### Work item
Filtering the records below, copy only those lines that include the word "from".

### Data to use

use super::{
    errors::{StateMachineError, StateMachineResult},
    events::OperationEvent,
    states::OperationState,
};
use crate::models::Operation;
use tracing::debug;

/// Pure transition table for operation states.
///
/// Persistence is the caller's concern: the `OperationManager` applies transitions
/// inside its update closures so a conflicting concurrent write re-evaluates the
/// transition against the fresh record.
pub struct OperationStateMachine;

impl OperationStateMachine {
    /// Determine the target state based on current state and event
    pub fn determine_target_state(
        current_state: OperationState,
        event: &OperationEvent,
    ) -> StateMachineResult<OperationState> {
        let target = match (current_state, event) {
            (OperationState::Pending, OperationEvent::Start) => OperationState::InProgress,

            (OperationState::InProgress, OperationEvent::Retry) => OperationState::Retrying,
            (OperationState::Retrying, OperationEvent::Resume) => OperationState::InProgress,

            (OperationState::InProgress, OperationEvent::Fail(_)) => OperationState::Failed,
            (OperationState::Retrying, OperationEvent::Fail(_)) => OperationState::Failed,
            (OperationState::Canceling, OperationEvent::Fail(_)) => OperationState::Failed,

            (OperationState::InProgress, OperationEvent::Succeed) => OperationState::Succeeded,

            (OperationState::InProgress, OperationEvent::Cancel) => OperationState::Canceling,
            (OperationState::Retrying, OperationEvent::Cancel) => OperationState::Canceling,
            (OperationState::Canceling, OperationEvent::CancelComplete) => {
                OperationState::Canceled
            }

            (from, event) => {
                return Err(StateMachineError::InvalidTransition {
                    from,
                    event: event.event_type(),
                })
            }
        };

        Ok(target)
    }

    /// Apply `event` to the in-memory operation.
    ///
    /// Clears `last_error` whenever the target state may not carry one.
    pub fn apply(operation: &mut Operation, event: &OperationEvent) -> StateMachineResult<OperationState> {
        if operation.state.is_terminal() {
            return Err(StateMachineError::AlreadyTerminal {
                operation_id: operation.id().to_string(),
                state: operation.state,
            });
        }

        let target = Self::determine_target_state(operation.state, event)?;
        debug!(
            operation_id = %operation.id(),
            from = %operation.state,
            to = %target,
            event = event.event_type(),
            "Operation state transition"
        );

        operation.state = target;
        if !target.allows_last_error() {
            operation.last_error = None;
        }
        Ok(target)
    }
}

### Your response
            (from, event) => {
                    from,
            from = %operation.state,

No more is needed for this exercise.